Existing infrastructures are not designed for effective coordination and resource sharing among large numbers of simultaneous viewers, resulting in inefficient management of concurrent requests for the same content segments and insufficient coordination of network resource allocation among users of the shared infrastructure. These inefficiencies lead to redundant data transmission and suboptimal bandwidth utilization, ultimately impairing user QoE by increasing network congestion, unstable bitrates, and higher incidences of buffering, especially during peak usage scenarios. To address these challenges, an ideal video delivery system must possess coordinated, scalable, and adaptive capabilities to maximize bandwidth utilization while ensuring a fair, high-quality experience for all users. Such a system should aggregate requests for the same content to eliminate redundancy, make intelligent in-network decisions and distribute computational load to avoid bottlenecks.

a) Latency vs. User Load b) Mean Bitrate vs. User Load

Figure 1: Performance Comparison between baseline MoQ and server-optimized MoQ under increasing user load.

Current solutions exhibit fundamental limitations with respect to coordination and scalability. Client-adaptive approaches like Dynamic Adaptive Streaming over HTTP (DASH) enable individual clients to select video representations independently. However, their uncoordinated decisions, based on delayed and localized network views, lag behind the actual state of shared network bottlenecks, leading to bandwidth contention and bitrate oscillations. Server-side approaches address these limitations by centralizing adaptation logic, enabling optimal resource allocation through comprehensive network and user demand assessments. However, managing state and control interactions for numerous users introduces scalability challenges, and centralized decision architectures create single points of failure that compromise real-time performance. Our experiments (Figure 1) demonstrate that even state-of-the-art server-optimized Media over QUIC (MoQ) ultimately encounters the same scalability barriers as baseline approaches under high concurrency.

Key Insights

We observe that effective multi-user video streaming requires two properties: I). aggregation-aware delivery, where identical requests are merged to eliminate redundant transmissions, and II). distributed coordination, where adaptation decisions are made at points of request convergence rather than at centralized endpoints.
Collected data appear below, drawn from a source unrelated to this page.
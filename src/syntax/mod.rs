//! Syntax-level handles shared by the semantic layers.
//!
//! - [`ParsedFile`] - a parsed file as seen by one session
//! - [`NodePtr`] - a node of one tree, by kind and range
//! - [`SourceAnchor`] - a declaration, re-locatable in a later tree

pub mod file;
pub mod ptr;

pub use file::{ImportEntry, ParsedFile};
pub use ptr::{AnchorStep, NodePtr, SourceAnchor, find_node_at_offset};
//! Types of expressions.

use super::symbol_provider::parsed_file;
use crate::base::FileId;
use crate::hir::{AnalysisSession, KType};
use crate::parser::SyntaxNode;
use crate::syntax::NodePtr;

/// Type the oracle inferred for `expr`, `None` when it has none (or `expr`
/// is not an expression).
pub fn expression_type(session: &AnalysisSession, file: FileId, expr: &SyntaxNode) -> Option<KType> {
    let file = parsed_file(session, file);
    let facts = session.body_facts(&file, expr)?;
    let ty = facts.expression_type(&NodePtr::new(expr))?;
    Some(session.ktype(ty.clone()))
}

#[cfg(test)]
mod tests {
    use std::sync::Arc;

    use super::*;
    use crate::base::standard;
    use crate::hir::testing::{jvm_settings, session_from, session_with};
    use crate::model::{RecordedOracle, SemType};
    use crate::parser::{SyntaxKind, TextRange};

    fn first(session: &AnalysisSession, kind: SyntaxKind) -> SyntaxNode {
        session.files()[0].root().descendants().find(|n| n.kind() == kind).unwrap()
    }

    #[test]
    fn test_literal_type() {
        let session = session_with(&[("a.kt", "fun f() { \"text\" }")]);
        let literal = session.files()[0]
            .root()
            .descendants()
            .find(|n| n.text() == "\"text\"" && n.kind() != SyntaxKind::BLOCK)
            .unwrap();
        let ty = expression_type(&session, session.files()[0].id(), &literal).unwrap();
        assert_eq!(ty.semantic(&session), &SemType::class(standard::string()));
        assert!(!ty.can_be_null(&session));
    }

    #[test]
    fn test_recorded_type_for_call() {
        let text = "fun f() { compute() }";
        let start = text.find("compute()").unwrap() as u32;
        let oracle = Arc::new(RecordedOracle::new());
        oracle.record_expression_type(
            "a.kt",
            TextRange::at(start.into(), 9.into()),
            SemType::class(standard::int()).with_nullability(true),
        );
        let session = session_from(&[("a.kt", text)], jvm_settings(), oracle);
        let call = first(&session, SyntaxKind::CALL_EXPR);
        let ty = expression_type(&session, session.files()[0].id(), &call).unwrap();
        assert!(ty.can_be_null(&session));
    }

    #[test]
    fn test_declaration_has_no_expression_type() {
        let session = session_with(&[("a.kt", "class A")]);
        let class = first(&session, SyntaxKind::CLASS);
        assert!(expression_type(&session, session.files()[0].id(), &class).is_none());
    }
}
//! Types as the facade hands them out.
//!
//! A [`KType`] is a [`SemType`] stamped with the session token and the
//! type-checking domain it came from. Error types are ordinary values: they
//! carry a reason and no candidate symbols, and every query keeps working on
//! them.

use std::fmt;

use smol_str::SmolStr;

use super::session::AnalysisSession;
use super::symbols::Symbol;
use super::token::ValidityToken;
use crate::base::ClassId;
use crate::model::{ClassKind, SemType, TypeEnvironment, TypeProjection, Variance};

#[derive(Clone)]
pub struct KType {
    token: ValidityToken,
    ty: SemType,
    domain: u64,
}

/// One type argument of a [`KType`].
#[derive(Debug, Clone, PartialEq)]
pub enum KTypeProjection {
    Star,
    Projected { variance: Variance, ty: KType },
}

impl KType {
    pub(crate) fn new(token: ValidityToken, ty: SemType, domain: u64) -> Self {
        Self { token, ty, domain }
    }

    pub fn token(&self) -> &ValidityToken {
        &self.token
    }

    /// Identity of the type-checking domain this type belongs to.
    pub fn domain(&self) -> u64 {
        self.domain
    }

    /// The underlying type value.
    #[track_caller]
    pub fn semantic(&self, session: &AnalysisSession) -> &SemType {
        session.assert_accessible(&self.token);
        &self.ty
    }

    pub(crate) fn raw(&self) -> &SemType {
        &self.ty
    }

    pub fn is_marked_nullable(&self, session: &AnalysisSession) -> bool {
        self.semantic(session).is_nullable()
    }

    pub fn can_be_null(&self, session: &AnalysisSession) -> bool {
        self.semantic(session).can_be_null()
    }

    /// Class of a usual class type.
    pub fn class_id(&self, session: &AnalysisSession) -> Option<ClassId> {
        self.semantic(session).class_id().cloned()
    }

    pub fn type_arguments(&self, session: &AnalysisSession) -> Vec<KTypeProjection> {
        self.semantic(session)
            .arguments()
            .iter()
            .map(|argument| match argument {
                TypeProjection::Star { .. } => KTypeProjection::Star,
                TypeProjection::Projected { variance, ty } => KTypeProjection::Projected {
                    variance: *variance,
                    ty: self.derive(ty.clone()),
                },
            })
            .collect()
    }

    pub fn is_error(&self, session: &AnalysisSession) -> bool {
        self.semantic(session).is_error()
    }

    /// Diagnostic of an error type.
    pub fn error_message(&self, session: &AnalysisSession) -> Option<SmolStr> {
        match self.semantic(session) {
            SemType::Error { reason, .. } => Some(reason.clone()),
            _ => None,
        }
    }

    /// Symbols an unresolved name could have meant. The facade never guesses,
    /// so this is always empty.
    pub fn candidate_symbols(&self, session: &AnalysisSession) -> Vec<Symbol> {
        session.assert_accessible(&self.token);
        Vec::new()
    }

    /// `fun interface` types.
    pub fn is_functional_interface_type(&self, session: &AnalysisSession) -> bool {
        let Some(class_id) = self.semantic(session).class_id() else {
            return false;
        };
        session
            .class_record(class_id)
            .is_some_and(|r| r.kind == ClassKind::Interface && r.flags.is_fun_interface)
    }

    pub fn with_nullability(&self, session: &AnalysisSession, nullable: bool) -> KType {
        self.derive(self.semantic(session).with_nullability(nullable))
    }

    /// Symbol of the class of a usual class type.
    pub fn class_symbol(&self, session: &AnalysisSession) -> Option<Symbol> {
        let class_id = self.semantic(session).class_id()?;
        session.class_symbol(class_id)
    }

    /// Rendered form, for debugging output.
    pub fn render(&self, session: &AnalysisSession) -> String {
        self.semantic(session).to_string()
    }

    fn derive(&self, ty: SemType) -> KType {
        KType::new(self.token.clone(), ty, self.domain)
    }
}

impl PartialEq for KType {
    fn eq(&self, other: &Self) -> bool {
        self.token == other.token && self.domain == other.domain && self.ty == other.ty
    }
}

impl fmt::Debug for KType {
    fn fmt(&self, f: &mut fmt::Formatter<'_>) -> fmt::Result {
        write!(f, "KType({})", self.ty)
    }
}

impl fmt::Display for KType {
    fn fmt(&self, f: &mut fmt::Formatter<'_>) -> fmt::Result {
        fmt::Display::fmt(&self.ty, f)
    }
}

impl AnalysisSession {
    /// Stamp a type value with this session.
    pub(crate) fn ktype(&self, ty: SemType) -> KType {
        KType::new(self.token().clone(), ty, self.checker_domain())
    }
}
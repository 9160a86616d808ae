//! Building class types from a class reference and type arguments.

use std::sync::Arc;

use tracing::warn;

use crate::base::ClassId;
use crate::hir::{AnalysisSession, KType, KTypeProjection, Symbol};
use crate::model::{ClassRecord, SemType, TypeEnvironment, TypeProjection};

/// The class a type is built for.
#[derive(Debug, Clone)]
pub enum ClassTypeBuilder {
    ByClassId(ClassId),
    BySymbol(Symbol),
}

/// Class type `builder<arguments>`, nullable if asked.
///
/// When the argument count does not match the class's type parameters the
/// class's default type is returned instead. A class that cannot be found
/// yields an error type.
pub fn build_class_type(
    session: &AnalysisSession,
    builder: &ClassTypeBuilder,
    arguments: &[KTypeProjection],
    nullable: bool,
) -> KType {
    session.assert_valid();
    let Some(record) = resolve(session, builder) else {
        let description = match builder {
            ClassTypeBuilder::ByClassId(class_id) => format!("ByClassId({class_id})"),
            ClassTypeBuilder::BySymbol(symbol) => format!("BySymbol({symbol:?})"),
        };
        return session.ktype(SemType::error(
            description.clone(),
            format!("Cannot build class type, descriptor not found for builder {description}"),
        ));
    };

    let ty = if arguments.len() == record.type_parameters.len() {
        let projections = record
            .type_parameters
            .iter()
            .zip(arguments)
            .map(|(param, argument)| match argument {
                KTypeProjection::Star => TypeProjection::Star {
                    upper_bound: Box::new(param.star_bound()),
                },
                KTypeProjection::Projected { variance, ty } => {
                    session.assert_accessible(ty.token());
                    TypeProjection::Projected {
                        variance: *variance,
                        ty: ty.semantic(session).clone(),
                    }
                }
            })
            .collect();
        SemType::class_with(record.class_id.clone(), projections)
    } else {
        warn!(
            class = %record.class_id,
            expected = record.type_parameters.len(),
            got = arguments.len(),
            "type argument count mismatch, using the default type"
        );
        record.default_type()
    };
    session.ktype(ty.with_nullability(nullable))
}

fn resolve(session: &AnalysisSession, builder: &ClassTypeBuilder) -> Option<Arc<ClassRecord>> {
    match builder {
        ClassTypeBuilder::ByClassId(class_id) => session.class_record(class_id),
        ClassTypeBuilder::BySymbol(symbol) => {
            session.assert_accessible(symbol.token());
            symbol.class_record(session)
        }
    }
}

#[cfg(test)]
mod tests {
    use super::*;
    use crate::base::standard;
    use crate::hir::testing::session_with;
    use crate::model::Variance;

    fn string(session: &AnalysisSession) -> KType {
        session.ktype(SemType::class(standard::string()))
    }

    #[test]
    fn test_build_with_matching_arguments() {
        let session = session_with(&[]);
        let argument = KTypeProjection::Projected {
            variance: Variance::Invariant,
            ty: string(&session),
        };
        let ty = build_class_type(&session, &ClassTypeBuilder::ByClassId(standard::list()), &[argument], true);
        assert_eq!(ty.to_string(), "kotlin.collections.List<kotlin.String>?");
        assert!(ty.is_marked_nullable(&session));
    }

    #[test]
    fn test_count_mismatch_falls_back_to_default_type() {
        let session = session_with(&[]);
        let ty = build_class_type(&session, &ClassTypeBuilder::ByClassId(standard::list()), &[], false);
        assert_eq!(ty.semantic(&session), &session.class_record(&standard::list()).unwrap().default_type());
    }

    #[test]
    fn test_star_argument_uses_parameter_bound() {
        let session = session_with(&[("a.kt", "class Box<T : CharSequence>")]);
        let class = session.class_symbol(&ClassId::parse("Box")).unwrap();
        let ty = build_class_type(&session, &ClassTypeBuilder::BySymbol(class), &[KTypeProjection::Star], false);
        match &ty.semantic(&session).arguments()[0] {
            TypeProjection::Star { upper_bound } => {
                assert_eq!(**upper_bound, SemType::class(standard::char_sequence()))
            }
            other => panic!("unexpected argument {other:?}"),
        }
    }

    #[test]
    fn test_missing_class_gives_error_type() {
        let session = session_with(&[]);
        let ty = build_class_type(&session, &ClassTypeBuilder::ByClassId(ClassId::parse("nowhere/Missing")), &[], false);
        assert!(ty.is_error(&session));
        assert!(ty.error_message(&session).unwrap().contains("descriptor not found"));
        assert!(ty.candidate_symbols(&session).is_empty());
    }
}
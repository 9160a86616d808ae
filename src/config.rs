//! Language settings a session resolves against.
//!
//! Settings are plain data. The host is constructed with an explicit
//! [`LanguageSettings`] value and every session captures the settings that
//! were current when it opened, so a policy change never leaks into a
//! session that is already running.
//!
//! Settings can be loaded from JSON:
//!
//! ```json
//! {
//!   "languageVersion": "2.0",
//!   "enabledFeatures": ["AllowSealedInheritorsInDifferentFilesOfSamePackage"],
//!   "defaultImports": ["kotlin", "kotlin.collections"],
//!   "targetPlatform": "Jvm"
//! }
//! ```

use std::path::Path;

use rustc_hash::FxHashSet;
use serde::{Deserialize, Serialize};
use thiserror::Error;

use crate::base::FqName;

/// Errors produced while loading settings.
#[derive(Debug, Error)]
pub enum SettingsError {
    #[error("IO error: {0}")]
    Io(#[from] std::io::Error),

    #[error("Invalid settings JSON: {0}")]
    Json(#[from] serde_json::Error),

    #[error("Unsupported language version: {0}")]
    UnsupportedVersion(String),
}

/// Opt-in language features the facade reads at query time.
#[derive(Debug, Clone, Copy, PartialEq, Eq, Hash, Serialize, Deserialize)]
pub enum LanguageFeature {
    /// Subclasses of a sealed class may live in any file of its package
    AllowSealedInheritorsInDifferentFilesOfSamePackage,
    /// `getFoo()` of platform classes is visible as property `foo`
    JavaSyntheticProperties,
}

/// Platform the analyzed code targets.
#[derive(Debug, Clone, Copy, PartialEq, Eq, Hash, Serialize, Deserialize)]
pub enum TargetPlatform {
    Jvm,
    Js,
    Native,
    Common,
}

#[derive(Debug, Clone, PartialEq, Eq, Serialize, Deserialize)]
#[serde(rename_all = "camelCase")]
pub struct LanguageSettings {
    pub language_version: String,
    #[serde(default)]
    pub enabled_features: FxHashSet<LanguageFeature>,
    #[serde(default)]
    pub default_imports: Vec<FqName>,
    pub target_platform: TargetPlatform,
}

impl LanguageSettings {
    /// Settings with no optional feature enabled.
    pub fn new(language_version: impl Into<String>, target_platform: TargetPlatform) -> Self {
        Self {
            language_version: language_version.into(),
            enabled_features: FxHashSet::default(),
            default_imports: Vec::new(),
            target_platform,
        }
    }

    pub fn with_feature(mut self, feature: LanguageFeature) -> Self {
        self.enabled_features.insert(feature);
        self
    }

    pub fn with_default_import(mut self, package: FqName) -> Self {
        self.default_imports.push(package);
        self
    }

    pub fn supports(&self, feature: LanguageFeature) -> bool {
        self.enabled_features.contains(&feature)
    }

    pub fn from_json(json: &str) -> Result<Self, SettingsError> {
        let settings: LanguageSettings = serde_json::from_str(json)?;
        settings.validate()?;
        Ok(settings)
    }

    pub fn read_from_file(path: impl AsRef<Path>) -> Result<Self, SettingsError> {
        let content = std::fs::read_to_string(path.as_ref())?;
        Self::from_json(&content)
    }

    pub fn to_json(&self) -> Result<String, SettingsError> {
        Ok(serde_json::to_string_pretty(self)?)
    }

    /// Parsed `major.minor` language version.
    pub fn version(&self) -> Option<(u32, u32)> {
        let (major, minor) = self.language_version.split_once('.')?;
        Some((major.parse().ok()?, minor.parse().ok()?))
    }

    fn validate(&self) -> Result<(), SettingsError> {
        match self.version() {
            Some(_) => Ok(()),
            None => Err(SettingsError::UnsupportedVersion(
                self.language_version.clone(),
            )),
        }
    }
}

#[cfg(test)]
mod tests {
    use super::*;

    #[test]
    fn test_from_json() {
        let settings = LanguageSettings::from_json(
            r#"{
                "languageVersion": "1.9",
                "enabledFeatures": ["AllowSealedInheritorsInDifferentFilesOfSamePackage"],
                "defaultImports": ["kotlin"],
                "targetPlatform": "Jvm"
            }"#,
        )
        .unwrap();
        assert_eq!(settings.version(), Some((1, 9)));
        assert!(settings.supports(LanguageFeature::AllowSealedInheritorsInDifferentFilesOfSamePackage));
        assert!(!settings.supports(LanguageFeature::JavaSyntheticProperties));
        assert_eq!(settings.default_imports, vec![FqName::new("kotlin")]);
    }

    #[test]
    fn test_missing_features_default_to_none() {
        let settings =
            LanguageSettings::from_json(r#"{"languageVersion": "2.0", "targetPlatform": "Js"}"#)
                .unwrap();
        assert!(settings.enabled_features.is_empty());
        assert_eq!(settings.target_platform, TargetPlatform::Js);
    }

    #[test]
    fn test_bad_version_rejected() {
        let err = LanguageSettings::from_json(r#"{"languageVersion": "latest", "targetPlatform": "Jvm"}"#)
            .unwrap_err();
        assert!(matches!(err, SettingsError::UnsupportedVersion(_)));
    }

    #[test]
    fn test_json_round_trip() {
        let settings = LanguageSettings::new("2.0", TargetPlatform::Jvm)
            .with_feature(LanguageFeature::JavaSyntheticProperties)
            .with_default_import(FqName::new("kotlin.collections"));
        let json = settings.to_json().unwrap();
        assert_eq!(LanguageSettings::from_json(&json).unwrap(), settings);
    }

    #[test]
    fn test_read_from_file() {
        let dir = tempfile::tempdir().unwrap();
        let path = dir.path().join("settings.json");
        std::fs::write(&path, r#"{"languageVersion": "2.1", "targetPlatform": "Native"}"#).unwrap();
        let settings = LanguageSettings::read_from_file(&path).unwrap();
        assert_eq!(settings.target_platform, TargetPlatform::Native);
    }
}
This leads us to consider Information-Centric Networking (ICN). ICN provides inherent advantages for multi-user content distribution through in-network caching and request aggregation in systems like CCNx/NDN. While these features reduce redundant transmissions by merging duplicate requests at forwarders, existing ICN-based solutions focus on hop-by-hop adaptation rather than coordinated multi-user rate adaptation, suffering from decision lag and failing to ensure efficient convergence toward stable, fair rate allocations (i.e., equitable QoE distribution). To address these limitations, we present COMETS (Coordinated Multi-Destination Video Transmission with In-Network Rate Adaptation), a scalable, ICN-based multi-destination video streaming framework engineered to resolve challenges in large-scale video delivery: redundant data transmission, lack of scalable coordination, and inefficient system convergence.

Design Philosophy

COMETS is based on three principles that distinguish it from prior work: I). Group-aware rather than individual optimization. Instead of each client independently selecting bitrates, COMETS groups receivers with similar capabilities and network conditions, then aligns video quality across each group. This transforms the combinatorial complexity of individual decisions into tractable group-level optimization. II). Proactive rather than reactive adaptation. Unlike existing ICN approaches that react to congestion signals, COMETS uses a distributed Lagrangian framework where forwarders exchange dual variables (price signals) to anticipate upstream constraints. This enables proactive coordination without centralized state collection. III). Deployable overlay architecture. COMETS requires no modifications to network infrastructure. To ensure deployability, COMETS is architecturally flexible and can be deployed as an application-layer overlay network over existing Internet protocols (e.g., HTTP/QUIC over UDP), similar to Content Delivery Networks (CDNs) like Akamai or CloudFlare. It requires no infrastructure modifications and assumes trusted intermediate nodes under the same administrative domain, enabling immediate integration into today’s networks without network-layer changes. While COMETS shares MoQ’s vision of moving intelligence into the network, it avoids central bottlenecks by enabling per-hop optimization via ICN primitives, and is deployable over MoQ-capable infrastructures as an overlay.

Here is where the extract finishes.